Mea culpa for mistakes, misjudgments

? Deck the halls with boughs of holly. Time to recall Broder’s folly.

Yes, friends, it’s the annual “goofs column,” in which the proprietor of this borrowed space looks back on the year’s output — and finds fresh reasons for embarrassment. Once again, I have missed the mark as often as NFL referees. Think of this as a print version of instant replay.

This year goes into the record books as the first in which it was necessary to correct a published correction. Writing about stock options back in April, I referred to a watchdog group as the Federal Accounting Standards Board. Readers were quick to say this was wrong — it is a private body with a different name and with limited enforcement powers. So I corrected it to the Fiscal Accounting Standards Board — and four days later, on the third try, finally got it right: the Financial Accounting Standards Board.

There were other factual errors: The current federal estate tax was signed into law by Woodrow Wilson, not Theodore Roosevelt, though taxes on estates had been collected during Roosevelt’s tenure. Betsy DeVos, now headed for a second tour as chairman of the Michigan Republican Party, and her husband, Dick, supported G. Scott Romney for attorney general at the 1998 state convention, not Romney’s conservative opponent.

Sins of omission: It would have been gracious to note that former Reps. Jim Symington of Missouri and Jack Bingham of New York helped keep the idea of national service for young people alive in the 1970s and that a commission headed by former Sens. Gary Hart of Colorado and Warren Rudman of New Hampshire recommended a Department of Homeland Security well before Congress or President Bush embraced it.

And then there are the misjudgments. The most widely ridiculed and rejected column of the year, so far as readers were concerned, was my misguided effort to play movie critic by decrying the simulated destruction of New York in “Spider-Man.” I was disturbed by its echoes of 9-11, and many of you couldn’t believe that what one reader called “that ridiculous comparison” ever entered my mind. The grandson who had recommended the movie to me concluded, rightly, that I am a hopeless fuddy-duddy (a word that is probably not part of his teenage vocabulary).

Other misjudgments: In January, I saw bright prospects for bipartisan agreement on renewing and improving the welfare reform law. Republicans and Democrats never could get together on a sequel, postponing the issue, along with many others, until next year. I also was overoptimistic about some substantial form of national service being enacted; a new short-term military enlistment program survived in Congress, but not much else.

On the political front, I greatly overestimated former Democratic Rep. Tim Penny’s chances of being elected governor of Minnesota as an independent; he finished third. In September, I chastised voters for turning away from an election in which both parties offered many able, articulate candidates. By October, I was echoing the voters, criticizing the negative ads, the trivialization of issues and almost everything else in a “campaign of avoidance.”

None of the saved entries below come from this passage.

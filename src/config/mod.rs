//! Configuration loading and management for the contribution engine.
//!
//! This module loads the pipeline configuration (chunk sizes, fault limits
//! and concurrency) from YAML and points at the rule definitions beside it.
//!
//! # Example
//!
//! ```no_run
//! use contribution_engine::config::ConfigLoader;
//!
//! let loader = ConfigLoader::load("./config").unwrap();
//! println!("workers per chunk: {}", loader.config().worker_concurrency);
//! ```

mod loader;
mod types;

pub use loader::ConfigLoader;
pub use types::{PipelineConfig, PipelineFile, StageConfig, StageKind, StageOverrides};
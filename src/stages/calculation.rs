//! Calculation stage: eligible records to contribution results.

use std::sync::Arc;

use async_trait::async_trait;
use chrono::Utc;
use rust_decimal::Decimal;

use crate::batch::{
    FaultPolicy, ItemProcessor, KeyedWriter, RepositoryReader, Stage, StageSettings, WriteMode,
};
use crate::config::{PipelineConfig, StageKind};
use crate::error::{EngineError, EngineResult};
use crate::models::{
    CalculationResult, ContributionAmounts, EligibilityRecord, Participant, PayrollPeriod,
    TenantPlan,
};
use crate::rules::{CalculationFact, RuleBase};
use crate::storage::Repository;

use super::{Resources, TenantPlanCache};

/// The assembled calculation stage.
pub type CalculationStage = Stage<
    RepositoryReader<EligibilityRecord>,
    CalculationProcessor,
    KeyedWriter<CalculationResult>,
>;

/// Evaluates the `calculation` rule base for one eligible participant.
pub struct CalculationProcessor {
    rules: Arc<RuleBase>,
    plan: TenantPlanCache,
    participants: Arc<dyn Repository<Participant>>,
}

impl CalculationProcessor {
    /// Creates a processor for `tenant_id`.
    pub fn new(rules: Arc<RuleBase>, resources: &Resources, tenant_id: &str) -> Self {
        Self {
            rules,
            plan: TenantPlanCache::new(Arc::clone(&resources.plans), tenant_id),
            participants: Arc::clone(&resources.participants),
        }
    }

    async fn participant(&self, record: &EligibilityRecord) -> EngineResult<Participant> {
        self.participants
            .find_by_keys(&record.tenant_id, std::slice::from_ref(&record.employee_id))
            .await?
            .into_iter()
            .next()
            .ok_or_else(|| EngineError::DataNotFound {
                message: format!(
                    "no participant {} for tenant {}",
                    record.employee_id, record.tenant_id
                ),
            })
    }
}

/// The deferral rate that applies: the election if made, else the
/// auto-enrollment rate when enabled, else zero; capped at the plan maximum.
pub fn effective_contribution_percent(participant: &Participant, plan: &TenantPlan) -> Decimal {
    let config = &plan.employee_contribution;
    let percent = match participant.employee_contribution_percent {
        Some(elected) => elected,
        None if config.auto_enrollment_enabled => config.auto_enrollment_percent,
        None => Decimal::ZERO,
    };
    percent.max(Decimal::ZERO).min(config.max_percent)
}

/// Builds the fact for an eligible record and its participant.
pub fn calculation_fact(
    record: &EligibilityRecord,
    participant: &Participant,
    plan: &TenantPlan,
) -> CalculationFact {
    let (match_percent, match_limit) = plan
        .employer_match
        .as_ref()
        .map(|rule| (rule.match_percent, rule.limit_percent))
        .unwrap_or((Decimal::ZERO, Decimal::ZERO));

    CalculationFact {
        employee_id: record.employee_id.clone(),
        annual_compensation: participant.annual_compensation,
        eligible_compensation: participant.annual_compensation.min(plan.compensation_limit),
        compensation_limit: plan.compensation_limit,
        employee_contribution_percent: effective_contribution_percent(participant, plan),
        auto_enrollment_enabled: plan.employee_contribution.auto_enrollment_enabled,
        auto_enrollment_percent: plan.employee_contribution.auto_enrollment_percent,
        employer_match_type: plan.match_type().as_str().to_string(),
        employer_match_percent: match_percent,
        employer_match_limit_percent: match_limit,
        profit_sharing_percent: plan.profit_sharing_percent,
        employment_status: participant.employment_status.clone(),
        age: record.age,
        months_of_service: record.months_of_service,
        employee_contribution: Decimal::ZERO,
        employer_contribution: Decimal::ZERO,
        profit_sharing_contribution: Decimal::ZERO,
        eligible: record.eligible,
        calculation_reason: String::new(),
    }
}

#[async_trait]
impl ItemProcessor for CalculationProcessor {
    type Input = EligibilityRecord;
    type Output = CalculationResult;

    async fn process(&self, record: &EligibilityRecord) -> EngineResult<Option<CalculationResult>> {
        let plan = self.plan.get().await?;
        let participant = self.participant(record).await?;

        let mut fact = calculation_fact(record, &participant, plan);
        self.rules.evaluate(&mut fact)?;

        let calculated_at = Utc::now();
        let result = if fact.eligible {
            CalculationResult::success(
                &record.tenant_id,
                &record.employee_id,
                record.period,
                fact.eligible_compensation,
                ContributionAmounts {
                    employee: fact.employee_contribution,
                    employer: fact.employer_contribution,
                    profit_sharing: fact.profit_sharing_contribution,
                },
                fact.calculation_reason,
                calculated_at,
            )
        } else {
            CalculationResult::not_eligible(
                &record.tenant_id,
                &record.employee_id,
                record.period,
                fact.eligible_compensation,
                fact.calculation_reason,
                calculated_at,
            )
        };
        Ok(Some(result))
    }
}

/// Assembles the stage: eligible records of the period, upserted results.
pub fn build(
    rules: Arc<RuleBase>,
    resources: &Resources,
    tenant_id: &str,
    period: PayrollPeriod,
    config: &PipelineConfig,
) -> CalculationStage {
    let reader = RepositoryReader::new(
        Arc::clone(&resources.eligibility_records),
        move |record: &EligibilityRecord| record.eligible && record.period == period,
    );
    let writer = KeyedWriter::new(Arc::clone(&resources.calculation_results), WriteMode::Upsert);
    Stage::new(
        StageKind::Calculation,
        reader,
        CalculationProcessor::new(rules, resources, tenant_id),
        writer,
        FaultPolicy::for_stage(StageKind::Calculation, config.stage(StageKind::Calculation)),
        StageSettings::from_config(StageKind::Calculation, config),
    )
}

Overall, I underestimated the extent to which national security issues — the war on terrorism, the possible showdown with Iraq — would compete with the economy and domestic issues as a focus for voters. But at least three pre-election columns pointed up the muddled messages Democrats were sending on Iraq and economic policy, a principal reason why they lost seats in Congress.

Cautionary columns arguing that the McCain-Feingold campaign finance law is likely to have perverse consequences irked many readers, but developments so far confirm that it may well weaken the national parties and divert money into even murkier passages.

If liberals were unhappy with those columns, conservatives complained about my nagging against estate tax repeal and against making the 2001 Bush tax cuts permanent. But my most repetitious rant — six separate columns — concerned the growing fiscal crisis in the states. That is coming to a head now, but official Washington still wants to ignore it.

The e-mail basket was flooded for a time when a left-wing outfit condemned me for saying that George Bush had won the 2000 election; by their oddball logic, it doesn’t matter who is in the Oval Office; Al Gore “won” because he received more votes.

They awarded me the title of “media whore of the month.” Thanks for the honor.

I cannot promise an error-free ’03, but it is the year the Cubs finally will win the pennant. You heard it here first.


— David Broder is a columnist for Washington Post Writers Group.